World The trade body on Wednesday extended its talks by a day amid growing doubts that any change in global trade rules could lead to a consensus. India Adamant it will not yield on food, fisheries and vaccines.

During the WTO ministerial conference this week, its first major meeting in four years, the 164-member body is seeking to agree on a response to the COVID-19 pandemic, a reduction in fishing subsidies, a pledge on food security and a launch . internal improvement.

The WTO said the talks had made significant progress and were not far from agreements on a range of subjects. A spokesman described it as “expecting” successful results by Thursday.

Pakistan’s Commerce Minister Syed Naveed Qamar was less enthusiastic.

“We think we are heading towards a non-consequential ministerial,” he told Reuters during the meeting on Wednesday, when the meeting was about to end.

The WTO takes decisions unanimously, so just one objection can thwart a deal.

WTO Director-General Ngozi Okonjo-Iwela told more than 100 ministers present that time was running out and they should “go the extra mile”.

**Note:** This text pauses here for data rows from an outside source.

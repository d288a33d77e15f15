//! Command implementations for rbsync CLI.
//!
//! Main commands:
//! - run: export, rewrite and mirror (all-in-one)
//! - init / check: manage the config file
//! - translate: try the path translator on ad-hoc values

use crate::cli::RunArgs;
use anyhow::{bail, Context, Result};
use colored::Colorize;
use rbsync::config::{default_config_path, Config, MirrorBackend, PhaseSwitches, Settings};
use rbsync::{
    ExportOutcome, LocalMirror, Mirror, MirrorStatus, Orchestrator, Rhythmbox, RsyncMirror,
    RewriteResult, RunReport,
};
use std::path::{Path, PathBuf};

fn resolve_path(config: Option<PathBuf>) -> PathBuf {
    config.unwrap_or_else(default_config_path)
}

fn load_settings(path: &Path) -> Result<Settings> {
    if !path.exists() {
        bail!(
            "No config at {} (run `rbsync init` to create one)",
            path.display()
        );
    }
    let config = Config::load(path)?;
    Settings::from_config(&config).with_context(|| format!("Invalid config {}", path.display()))
}

/// Fold command-line switches into the configured phases.
fn apply_overrides(phases: &mut PhaseSwitches, args: &RunArgs) {
    if args.dry_run {
        phases.dry_run = true;
    }
    if args.no_dry_run {
        phases.dry_run = false;
    }
    if args.keep_workspace {
        phases.keep_workspace = true;
    }
    if args.library {
        phases.sync_library = true;
    }
    phases.export &= !args.skip_export;
    phases.sync_library &= !args.skip_library;
    phases.sync_media &= !args.skip_media;
    phases.sync_playlists &= !args.skip_playlists;
}

fn build_mirror(settings: &Settings) -> Result<Box<dyn Mirror>> {
    Ok(match settings.remote.backend {
        MirrorBackend::Rsync => Box::new(
            RsyncMirror::for_target(&settings.remote)
                .context("The rsync backend needs remote.host")?,
        ),
        MirrorBackend::Local => Box::new(LocalMirror::new("/")),
    })
}

/// Export, rewrite and mirror according to the config.
pub fn run(config: Option<PathBuf>, args: RunArgs) -> Result<()> {
    let mut settings = load_settings(&resolve_path(config))?;
    apply_overrides(&mut settings.phases, &args);

    if settings.phases.dry_run {
        println!("{}", "Dry run: mirror commands are only logged".yellow());
    }

    let mut player = Rhythmbox::new();
    let mut mirror = build_mirror(&settings)?;
    let report = Orchestrator::new(&settings, &mut player, mirror.as_mut()).run()?;

    print_report(&report);
    Ok(())
}

fn print_report(report: &RunReport) {
    println!();
    if let Some(export) = &report.export {
        println!("{}", "Export".cyan().bold());
        for (playlist, outcome) in &export.entries {
            let status = match outcome {
                ExportOutcome::Succeeded => "exported".green(),
                ExportOutcome::SkippedByPolicy => "skipped".dimmed(),
                ExportOutcome::FailedTransient(_) => "failed (player restarted)".yellow(),
                ExportOutcome::FailedFatal(_) => "failed".red(),
            };
            println!("  {} [{}]", playlist.name.white().bold(), status);
        }
        if export.halted {
            println!("  {}", "Export stopped early".red());
        }
    }

    for (label, stats) in [("Library", report.library), ("Playlists", report.playlists)] {
        if let Some(stats) = stats {
            let unmatched = stats.unmatched.to_string();
            println!(
                "{} {} rewritten, {} unmatched",
                format!("{}:", label).cyan().bold(),
                stats.rewritten.to_string().green(),
                if stats.unmatched > 0 {
                    unmatched.red()
                } else {
                    unmatched.normal()
                }
            );
        }
    }

    if !report.mirrors.is_empty() {
        println!("{}", "Mirror".cyan().bold());
    }
    for record in &report.mirrors {
        let status = match &record.status {
            MirrorStatus::Skipped => "dry run".yellow(),
            MirrorStatus::Completed(_) => "✓".green(),
            MirrorStatus::Failed(reason) => format!("failed: {}", reason).red(),
        };
        println!("  [{}] {} {}", record.phase, record.label, status);
        if let Some(command) = &record.command {
            println!("     {}", command.dimmed());
        }
    }

    println!();
    if report.mirror_failures() == 0 {
        println!("{}", "Sync complete!".green().bold());
    } else {
        println!(
            "{}",
            format!("Sync finished with {} failed mirror job(s)", report.mirror_failures())
                .red()
                .bold()
        );
    }
}

/// Write a config with defaults for the current user.
pub fn init(config: Option<PathBuf>, force: bool) -> Result<()> {
    let path = resolve_path(config);
    if path.exists() && !force {
        bail!("{} already exists (use --force to overwrite)", path.display());
    }

    let mut config = Config::default();
    config.local.user = std::env::var("USER").ok();
    config.remote.user = config.local.user.clone();
    config.remote.host = Some("remote-host".to_string());
    config.remote.media_dir = Some("/srv/media/Music".to_string());
    config.remote.playlists_dir = Some("/srv/media/Playlists".to_string());
    config.save(&path)?;

    println!("  {} Wrote {}", "✓".green(), path.display());
    println!("Edit the [remote] section before running {}", "rbsync run".cyan());
    Ok(())
}

/// Validate the config and show how paths will be translated.
pub fn check(config: Option<PathBuf>) -> Result<()> {
    let path = resolve_path(config);
    let settings = load_settings(&path)?;
    println!("  {} {} is valid\n", "✓".green(), path.display());

    println!("{}", "Base paths".cyan().bold());
    for (idx, base) in settings.base_paths.iter().enumerate() {
        println!(
            "  {}. {} -> {}",
            (idx + 1).to_string().cyan(),
            base.white().bold(),
            settings.remote.media_dir
        );
    }

    println!("\n{}", "Media directories".cyan().bold());
    let translator = settings.translator();
    for dir in &settings.media_dirs {
        let local = dir.display().to_string();
        let exists = if dir.is_dir() { "".normal() } else { " (missing)".red() };
        println!(
            "  {}{} -> {}",
            local,
            exists,
            translator.translate(&local).value().dimmed()
        );
    }

    let remote = &settings.remote;
    let host = remote.host.as_deref().unwrap_or("localhost");
    println!("\n{}", "Remote".cyan().bold());
    println!("  host:      {}", host);
    println!("  library:   {}", remote.library_dir);
    println!("  covers:    {}", remote.cover_art_dir);
    println!("  playlists: {}", remote.playlists_dir);

    let p = settings.phases;
    println!("\n{}", "Phases".cyan().bold());
    for (name, on) in [
        ("export", p.export),
        ("library", p.sync_library),
        ("media", p.sync_media),
        ("playlists", p.sync_playlists),
        ("dry run", p.dry_run),
        ("keep workspace", p.keep_workspace),
    ] {
        let mark = if on { "on".green() } else { "off".dimmed() };
        println!("  {:<15} {}", name, mark);
    }
    println!();
    Ok(())
}

/// Print how each value would be translated.
pub fn translate(config: Option<PathBuf>, values: &[String]) -> Result<()> {
    let settings = load_settings(&resolve_path(config))?;
    let translator = settings.translator();
    for value in values {
        match translator.translate(value) {
            RewriteResult::Rewritten { original, translated } => {
                println!("{} {}\n  -> {}", "✓".green(), original, translated.green());
            }
            RewriteResult::Unmatched { original } => {
                println!("{} {} {}", "✗".red(), original, "(no base path matched)".yellow());
            }
        }
    }
    Ok(())
}

#[cfg(test)]
mod tests {
    use super::*;

    #[test]
    fn test_overrides_disable_phases() {
        let mut phases = PhaseSwitches::default();
        let args = RunArgs {
            skip_media: true,
            no_dry_run: true,
            library: true,
            ..RunArgs::default()
        };
        apply_overrides(&mut phases, &args);
        assert!(!phases.sync_media);
        assert!(!phases.dry_run);
        assert!(phases.sync_library);
        assert!(phases.export);
        assert!(phases.sync_playlists);
    }

    #[test]
    fn test_skip_wins_over_config() {
        let mut phases = PhaseSwitches {
            sync_library: true,
            ..PhaseSwitches::default()
        };
        let args = RunArgs {
            skip_library: true,
            skip_export: true,
            keep_workspace: true,
            ..RunArgs::default()
        };
        apply_overrides(&mut phases, &args);
        assert!(!phases.sync_library);
        assert!(!phases.export);
        assert!(phases.keep_workspace);
        assert!(phases.dry_run);
    }
}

The delegates said India, which has a history of blocking multilateral trade deals, was unwilling to compromise. That view was supported by Indian Commerce Minister Piyush Goyal’s remarks made in closed sessions and which New Delhi chose to publish.

India and South Africa and other developing countries have demanded exemptions of intellectual property rights for vaccines, treatments and diagnostics for more than a year, but faced opposition from several developed countries along with major drug producers.

A tentative deal between the major parties – India, South Africa, the United States and the European Union – emerged in May, but campaign groups criticized that it fell short of what was needed.

Activists staged a “die-in” protest at a World Trade Organization building on Wednesday, pretending to be dead on the floor, to highlight deaths caused by the absence of intellectual property exemptions.

Goyal also expressed the same opinion.

“My own understanding is that what we are getting is completely half-baked and that will not allow us to make any vaccines,” he said.

The World Trade Organization has also pushed for a global deal to cut fishing subsidies, which would be only the second multilateral agreement since its creation 27 years ago and demonstrate its relevance in an era of rising trade tensions.

Goyal said in remarks to delegates that India was a strong supporter of sustainability, but its fishing industry did not operate large fleets and relied on small-scale and often poor fishermen.

The minister said that India and similar countries should be given a transition period of 25 years to end fishing subsidies, which is much longer than what other WTO members have suggested.

“While it is not yet clear whether a deal has to be struck…. with Indians throwing even more objections to the texts,” said a diplomat close to the talks.

However, civil society groups said that it was prosperous nations, inflexible to the needs of developing countries, that were responsible for the impasse.